"Il sistema imprenditoriale della Basilicata chiude il primo trimestre del 2026 con segnali di resistenza".

Secondo i dati Movimprese, l'analisi di Unioncamere e InfoCamere, tra gennaio e marzo "la regione - è scritto in una nota diffusa dall'ufficio stampa della Camera di Commercio della Basilicata - ha registrato la nascita di 702 nuove imprese a fronte di 961 cessazioni, portando a un saldo negativo di -259 unità".

Nel comunicato è inoltre messo in evidenza che "sebbene il dato rimanga in territorio negativo, come storicamente accade nel primo trimestre dell'anno, si osserva un miglioramento nel tasso di crescita, che si attesta al -0,45% rispetto al -0,54% registrato nello stesso periodo del 2025.
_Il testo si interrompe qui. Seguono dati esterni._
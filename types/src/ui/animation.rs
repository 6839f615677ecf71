use std::time::Duration;

/// Where a timed effect currently stands.
#[derive(Debug, Clone, Copy, PartialEq)]
pub enum AnimPhase {
    Running { progress: f32 },
    Completed,
}

pub(crate) fn normalized_progress(elapsed: Duration, duration: Duration) -> f32 {
    if duration.is_zero() {
        return 1.0;
    }

    let elapsed = elapsed.as_secs_f32();
    let total = duration.as_secs_f32();
    (elapsed / total).clamp(0.0, 1.0)
}

#[derive(Debug, Clone)]
pub(crate) struct EffectTimer {
    elapsed: Duration,
    duration: Duration,
}

impl EffectTimer {
    #[must_use]
    pub(crate) fn new(duration: Duration) -> Self {
        Self {
            elapsed: Duration::ZERO,
            duration,
        }
    }

    pub(crate) fn advance(&mut self, delta: Duration) {
        self.elapsed = self.elapsed.saturating_add(delta);
    }

    #[must_use]
    pub(crate) fn progress(&self) -> f32 {
        normalized_progress(self.elapsed, self.duration)
    }

    #[must_use]
    pub(crate) fn is_finished(&self) -> bool {
        self.elapsed >= self.duration
    }

    #[must_use]
    pub(crate) fn phase(&self) -> AnimPhase {
        if self.is_finished() {
            AnimPhase::Completed
        } else {
            AnimPhase::Running {
                progress: self.progress(),
            }
        }
    }
}
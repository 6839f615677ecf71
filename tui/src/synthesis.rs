//! Closing screen once every experience has been completed.

use ratatui::{
    Frame,
    layout::Rect,
    text::{Line, Span},
};

use perspective_engine::App;
use perspective_types::ExperienceKind;

use crate::draw_centered_line;
use crate::theme::{Glyphs, Palette, icon_glyph, styles};

pub(crate) fn draw(frame: &mut Frame, app: &App, area: Rect, palette: &Palette, glyphs: &Glyphs) {
    let options = app.ui_options();
    let rows = ExperienceKind::COUNT as u16;
    let block_height = rows + 6;
    let mut y = area.y + area.height.saturating_sub(block_height) / 2;

    draw_centered_line(frame, area, y, Line::styled("Synthesis", styles::title(palette)));
    y += 2;
    draw_centered_line(
        frame,
        area,
        y,
        Line::styled(
            "You have seen the interface through every perspective.",
            styles::body(palette),
        ),
    );
    y += 2;

    for kind in ExperienceKind::ALL {
        let mark = if app.is_completed(kind) {
            glyphs.completed
        } else {
            glyphs.dot_empty
        };
        let line = Line::from(vec![
            Span::styled(format!("{mark} "), styles::node_completed(palette)),
            Span::styled(
                format!("{} {}", icon_glyph(kind.icon(), options), kind.label()),
                styles::body(palette),
            ),
        ]);
        draw_centered_line(frame, area, y, line);
        y += 1;
    }
    y += 1;

    let hint = Line::from(vec![
        Span::styled("q", styles::key_highlight(palette)),
        Span::styled(" quit", styles::key_hint(palette)),
    ]);
    draw_centered_line(frame, area, y, hint);
}
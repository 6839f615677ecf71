//! Color theme and glyphs for the Perspective TUI.
//!
//! Uses a muted Kanagawa-derived palette by default with an optional
//! high-contrast override.

use ratatui::style::{Color, Modifier, Style};

use perspective_types::ui::UiOptions;

mod colors {
    use super::Color;

    // === Backgrounds ===
    pub const BG_DARK: Color = Color::Rgb(22, 22, 29);
    pub const BG_PANEL: Color = Color::Rgb(31, 31, 40);
    pub const BG_HIGHLIGHT: Color = Color::Rgb(42, 42, 55);
    pub const BG_BORDER: Color = Color::Rgb(84, 84, 109);

    // === Foregrounds ===
    pub const TEXT_PRIMARY: Color = Color::Rgb(220, 215, 186);
    pub const TEXT_SECONDARY: Color = Color::Rgb(200, 192, 147);
    pub const TEXT_MUTED: Color = Color::Rgb(114, 113, 105);
    pub const TEXT_DISABLED: Color = Color::Rgb(84, 84, 109);

    // === Accents ===
    pub const PRIMARY: Color = Color::Rgb(149, 127, 184); // oniViolet
    pub const BLUE: Color = Color::Rgb(126, 156, 216); // crystalBlue
    pub const CYAN: Color = Color::Rgb(127, 180, 202); // springBlue
    pub const GREEN: Color = Color::Rgb(152, 187, 108); // springGreen
    pub const YELLOW: Color = Color::Rgb(230, 195, 132); // carpYellow
    pub const ORANGE: Color = Color::Rgb(255, 160, 102); // surimiOrange
    pub const RED: Color = Color::Rgb(255, 93, 98); // peachRed
}

/// Resolved theme palette used by the UI.
#[derive(Debug, Clone, Copy)]
pub struct Palette {
    pub bg_dark: Color,
    pub bg_panel: Color,
    pub bg_highlight: Color,
    pub bg_border: Color,
    pub text_primary: Color,
    pub text_secondary: Color,
    pub text_muted: Color,
    pub text_disabled: Color,
    pub primary: Color,
    pub accent: Color,
    pub success: Color,
    pub warning: Color,
    pub peach: Color,
    pub red: Color,
    pub blue: Color,
}

impl Palette {
    #[must_use]
    pub fn standard() -> Self {
        Self {
            bg_dark: colors::BG_DARK,
            bg_panel: colors::BG_PANEL,
            bg_highlight: colors::BG_HIGHLIGHT,
            bg_border: colors::BG_BORDER,
            text_primary: colors::TEXT_PRIMARY,
            text_secondary: colors::TEXT_SECONDARY,
            text_muted: colors::TEXT_MUTED,
            text_disabled: colors::TEXT_DISABLED,
            primary: colors::PRIMARY,
            accent: colors::CYAN,
            success: colors::GREEN,
            warning: colors::YELLOW,
            peach: colors::ORANGE,
            red: colors::RED,
            blue: colors::BLUE,
        }
    }

    #[must_use]
    pub fn high_contrast() -> Self {
        Self {
            bg_dark: Color::Black,
            bg_panel: Color::Black,
            bg_highlight: Color::DarkGray,
            bg_border: Color::Gray,
            text_primary: Color::White,
            text_secondary: Color::Gray,
            text_muted: Color::Gray,
            text_disabled: Color::DarkGray,
            primary: Color::White,
            accent: Color::Cyan,
            success: Color::Green,
            warning: Color::Yellow,
            peach: Color::Yellow,
            red: Color::Red,
            blue: Color::Blue,
        }
    }

    /// Hues used by the color perception experience, in hue order.
    #[must_use]
    pub fn spectrum(&self) -> [Color; 6] {
        [
            self.red,
            self.peach,
            self.warning,
            self.success,
            self.accent,
            self.blue,
        ]
    }
}

#[must_use]
pub fn palette(options: UiOptions) -> Palette {
    if options.high_contrast {
        Palette::high_contrast()
    } else {
        Palette::standard()
    }
}

/// ASCII/Unicode glyphs for indicators and decorations.
#[derive(Debug, Clone, Copy)]
pub struct Glyphs {
    pub dot_filled: &'static str,
    pub dot_empty: &'static str,
    pub selected: &'static str,
    pub back: &'static str,
    pub reflect: &'static str,
    pub shift: &'static str,
    pub completed: &'static str,
    pub block_full: &'static str,
    pub block_light: &'static str,
    pub target: &'static str,
    pub distractor_frames: &'static [&'static str],
}

const DISTRACTOR_FRAMES: &[&str] = &["◐", "◓", "◑", "◒"];
const DISTRACTOR_FRAMES_ASCII: &[&str] = &["|", "/", "-", "\\"];

#[must_use]
pub fn glyphs(options: UiOptions) -> Glyphs {
    if options.ascii_only {
        Glyphs {
            dot_filled: "*",
            dot_empty: ".",
            selected: ">",
            back: "<",
            reflect: "+",
            shift: "@",
            completed: "v",
            block_full: "#",
            block_light: ":",
            target: "O",
            distractor_frames: DISTRACTOR_FRAMES_ASCII,
        }
    } else {
        Glyphs {
            dot_filled: "●",
            dot_empty: "○",
            selected: "▸",
            back: "‹",
            reflect: "✦",
            shift: "◎",
            completed: "✓",
            block_full: "█",
            block_light: "░",
            target: "◉",
            distractor_frames: DISTRACTOR_FRAMES,
        }
    }
}

/// When `reduced_motion` is enabled, returns a static glyph instead of cycling.
#[must_use]
pub fn distractor_frame(tick: usize, options: UiOptions) -> &'static str {
    let frames = glyphs(options).distractor_frames;
    if options.reduced_motion {
        frames[0]
    } else {
        frames[tick % frames.len()]
    }
}

/// Terminal glyph for an experience icon identifier.
#[must_use]
pub fn icon_glyph(icon: &str, options: UiOptions) -> &'static str {
    if options.ascii_only {
        return match icon {
            "eye.trianglebadge.exclamationmark" => "(!)",
            "paintpalette" => "(%)",
            "scope" => "(o)",
            "text.justify.left" => "(=)",
            "brain.head.profile" => "(m)",
            "bolt.ring.closed" => "(z)",
            "square.stack.3d.up" => "(#)",
            "hand.tap" => "(+)",
            "square.grid.2x2" => "[:]",
            "sparkles" => "(*)",
            "circle" => "( )",
            _ => "(?)",
        };
    }
    match icon {
        "eye.trianglebadge.exclamationmark" => "◉",
        "paintpalette" => "◈",
        "scope" => "⊙",
        "text.justify.left" => "≡",
        "brain.head.profile" => "◍",
        "bolt.ring.closed" => "ϟ",
        "square.stack.3d.up" => "▤",
        "hand.tap" => "☝",
        "square.grid.2x2" => "⊞",
        "sparkles" => "✧",
        "circle" => "○",
        _ => "•",
    }
}

/// Pre-defined styles for common UI elements.
pub mod styles {
    use super::{Modifier, Palette, Style};

    #[must_use]
    pub fn title(palette: &Palette) -> Style {
        Style::default()
            .fg(palette.text_primary)
            .add_modifier(Modifier::BOLD)
    }

    #[must_use]
    pub fn body(palette: &Palette) -> Style {
        Style::default().fg(palette.text_secondary)
    }

    #[must_use]
    pub fn dimmed(palette: &Palette) -> Style {
        Style::default().fg(palette.text_disabled)
    }

    #[must_use]
    pub fn node(palette: &Palette) -> Style {
        Style::default().fg(palette.text_secondary)
    }

    #[must_use]
    pub fn node_selected(palette: &Palette) -> Style {
        Style::default()
            .fg(palette.bg_dark)
            .bg(palette.primary)
            .add_modifier(Modifier::BOLD)
    }

    #[must_use]
    pub fn node_completed(palette: &Palette) -> Style {
        Style::default().fg(palette.success)
    }

    #[must_use]
    pub fn reflect_enabled(palette: &Palette) -> Style {
        Style::default()
            .fg(palette.bg_dark)
            .bg(palette.success)
            .add_modifier(Modifier::BOLD)
    }

    #[must_use]
    pub fn reflect_disabled(palette: &Palette) -> Style {
        Style::default().fg(palette.text_disabled)
    }

    #[must_use]
    pub fn key_hint(palette: &Palette) -> Style {
        Style::default().fg(palette.text_muted)
    }

    #[must_use]
    pub fn key_highlight(palette: &Palette) -> Style {
        Style::default()
            .fg(palette.peach)
            .add_modifier(Modifier::BOLD)
    }
}
use ratatui::{
    Frame,
    layout::Rect,
    text::{Line, Span},
};

use crate::theme::{Palette, styles};
use crate::{draw_centered_line, wrap_words};

const TITLE: &str = "See It Like Me";
const INTRO: &str = "Eight short experiences, each a brief look at how an interface can feel \
                     for someone else. Stay with each one until it settles, then reflect.";

pub(crate) fn draw(frame: &mut Frame, area: Rect, palette: &Palette) {
    let width = area.width.saturating_sub(8).min(60) as usize;
    let intro = wrap_words(INTRO, width);
    let block_height = intro.len() as u16 + 4;
    let mut y = area.y + area.height.saturating_sub(block_height) / 2;

    draw_centered_line(frame, area, y, Line::styled(TITLE, styles::title(palette)));
    y += 2;
    for line in intro {
        draw_centered_line(frame, area, y, Line::styled(line, styles::body(palette)));
        y += 1;
    }
    y += 1;

    let hint = Line::from(vec![
        Span::styled("Press ", styles::key_hint(palette)),
        Span::styled("Enter", styles::key_highlight(palette)),
        Span::styled(" to begin", styles::key_hint(palette)),
    ]);
    draw_centered_line(frame, area, y, hint);
}
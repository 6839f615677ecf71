//! Navigation and completion state for one run of the application.
//!
//! `SessionState` is the single writer for [`AppFlow`], [`HubState`] and the
//! completed set. Every mutation that changes something publishes a fresh
//! [`SessionSnapshot`] on a `watch` channel so views can react to changes
//! without polling the state itself.

use std::collections::BTreeSet;

use perspective_types::{AppFlow, ExperienceKind, HubState};
use tokio::sync::watch;

/// Immutable copy of the session published to subscribers.
#[derive(Debug, Clone, Default, PartialEq, Eq)]
pub struct SessionSnapshot {
    pub flow: AppFlow,
    pub hub_state: HubState,
    pub completed: BTreeSet<ExperienceKind>,
}

impl SessionSnapshot {
    #[must_use]
    pub fn completed_count(&self) -> usize {
        self.completed.len()
    }
}

/// What `finish_journey` led to.
#[derive(Debug, Clone, Copy, PartialEq, Eq)]
pub enum FinishOutcome {
    ReturnedToHub { completed: usize },
    ReachedSynthesis,
}

#[derive(Debug)]
pub struct SessionState {
    flow: AppFlow,
    hub_state: HubState,
    completed: BTreeSet<ExperienceKind>,
    publisher: watch::Sender<SessionSnapshot>,
}

impl Default for SessionState {
    fn default() -> Self {
        Self::new()
    }
}

impl SessionState {
    #[must_use]
    pub fn new() -> Self {
        let (publisher, _) = watch::channel(SessionSnapshot::default());
        Self {
            flow: AppFlow::default(),
            hub_state: HubState::default(),
            completed: BTreeSet::new(),
            publisher,
        }
    }

    #[must_use]
    pub fn flow(&self) -> AppFlow {
        self.flow
    }

    #[must_use]
    pub fn hub_state(&self) -> HubState {
        self.hub_state
    }

    #[must_use]
    pub fn completed(&self) -> &BTreeSet<ExperienceKind> {
        &self.completed
    }

    #[must_use]
    pub fn is_completed(&self, kind: ExperienceKind) -> bool {
        self.completed.contains(&kind)
    }

    #[must_use]
    pub fn snapshot(&self) -> SessionSnapshot {
        SessionSnapshot {
            flow: self.flow,
            hub_state: self.hub_state,
            completed: self.completed.clone(),
        }
    }

    /// Receiver that always holds the latest snapshot.
    #[must_use]
    pub fn subscribe(&self) -> watch::Receiver<SessionSnapshot> {
        self.publisher.subscribe()
    }

    /// Leave onboarding for the hub. Returns `false` outside onboarding.
    pub fn complete_onboarding(&mut self) -> bool {
        if self.flow != AppFlow::Onboarding {
            return false;
        }
        self.flow = AppFlow::Hub;
        self.hub_state = HubState::Idle;
        self.publish();
        true
    }

    pub fn begin_journey(&mut self, kind: ExperienceKind) {
        self.flow = AppFlow::Journey(kind);
        self.hub_state = HubState::Focused(kind);
        self.publish();
    }

    /// Record `kind` as completed and leave the journey.
    ///
    /// The synthesis check runs against the set after insertion, so the
    /// call that adds the eighth distinct kind is the one that moves on.
    pub fn finish_journey(&mut self, kind: ExperienceKind) -> FinishOutcome {
        self.completed.insert(kind);
        let outcome = if self.completed.len() == ExperienceKind::COUNT {
            self.flow = AppFlow::Synthesis;
            FinishOutcome::ReachedSynthesis
        } else {
            self.flow = AppFlow::Hub;
            self.hub_state = HubState::Idle;
            FinishOutcome::ReturnedToHub {
                completed: self.completed.len(),
            }
        };
        self.publish();
        outcome
    }

    /// Abandon the current journey without recording completion.
    pub fn exit_journey(&mut self) {
        self.flow = AppFlow::Hub;
        self.hub_state = HubState::Idle;
        self.publish();
    }

    /// Hub-state update from the journey timeline.
    ///
    /// Ignored unless the flow is a journey for the same kind, which keeps
    /// flow and hub state consistent even if a late cue slips through.
    pub(crate) fn set_hub_state(&mut self, state: HubState) -> bool {
        let consistent = match (self.flow.journey_kind(), state.kind()) {
            (Some(active), Some(kind)) => active == kind,
            (_, None) => true,
            (None, Some(_)) => false,
        };
        if !consistent {
            return false;
        }
        if self.hub_state != state {
            self.hub_state = state;
            self.publish();
        }
        true
    }

    fn publish(&self) {
        self.publisher.send_replace(self.snapshot());
    }
}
L'analisi territoriale - sullo stock complessivo delle imprese lucane che ammonta a 57.004 unità al 31 marzo 2026 - evidenzia dinamiche simili tra le due province, con una tenuta leggermente superiore per il capoluogo di regione: a Potenza infatti si registrano 442 iscrizioni e 596 cessazioni, con un saldo negativo di -154 imprese e un tasso di crescita trimestrale del -0,42%, mentre Matera può contare su 260 nuove aperture e 365 chiusure, con un saldo di -105 unità e un tasso di crescita del -0,51%".